Taking into account what we wrote above, we believe that euro area growth forecast of the IMF for this year (0.9%) is slightly, but for the next year (1.5%) – significantly on the optimistic side. On the other hand, there is a chance for cyclical recovery in 2025. The estimate of US performance looks solid, with a note that in 2023 (IMF forecast: 1.8% growth) the economy might overperform, though not necessarily at the expense of the following year (1.0%). Thus, the post-pandemic slowdown in rich countries might be more pronounced than IMF thinks (1.5% and 1.4% forecasts for 2023 and 2024 respectively).
We assume that oil prices will remain roughly at current level (between 70-100 dollars for barrel) in the review period. Forecasts of oil appreciation, very popular among financial institutions, have apparently been undermined, among others, by housing market weakness in China, country that famously consumes or at least recently consumed 50-60% of such energy devouring materials as cement, steel, alumina and several other key metals. More pronounced cyclical weakness of the global economy is likely to keep oil prices in check, later in this decade the spread of electrical propulsion technology will start to impact the market in a big way. OPEC+ is keeping a continuous eye on the price developments and is not interested in much lower prices, whereas US and Australia seem to be happy with the current price level. Russia is selling oil to India and other countries and therefore there is no global shortage of oil.

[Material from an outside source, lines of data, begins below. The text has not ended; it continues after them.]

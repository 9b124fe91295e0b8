//! # Configuration
//!
//! TOML configuration for the engine: identity and mode, the shared
//! collections, and the rule set with its exceptions.
//!
//! Rules may live in the main file or in rule files pulled in through
//! `waf.include`; a directory entry includes every `*.toml` file in it, in
//! name order. Included files hold `[[rules]]`, `[[exceptions]]` and
//! `remove_rule_ids` at top level.
//!
//! ## Example Configuration
//!
//! ```toml
//! [engine]
//! name = "edge-waf"
//! mode = "on"
//!
//! [collections]
//! names = ["IP", "SESSION"]
//!
//! [waf]
//! include = ["rules.d"]
//!
//! [[waf.rules]]
//! id = 1001
//! phase = 2
//! variables = ["ARGS", "!ARGS:token"]
//! operator = "@rx (?i)union\\s+select"
//! actions = ["t:urlDecode", "deny", "msg:'SQL injection'"]
//! ```

mod error;
mod loader;
mod types;
mod validation;

pub use error::{ConfigError, ConfigResult};
pub use loader::ConfigLoader;
pub use types::{EngineConfig, EngineSection};
pub use validation::{
    BasicValidator, RuleCompileValidator, ValidationError, ValidationResult, ValidationSeverity,
    Validator,
};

Regional (European) markets for gas and electricity have been an enormously important factor for the Baltic economies. Markets say that the coming winter will bring another price surge, but much smaller than the previous one (for example, gas price for October supplies is EUR 33 at the time of writing, for February - EUR 52). We do not dispute this - while achievements in gas demand and supply differentiation have been remarkable, tightness of supply still could be an issue, depending on weather. Anyway, as the gas prices by some of the leading Baltic utilities are already fixed, this will do less harm to the Baltic disinflationary trends very much during this winter.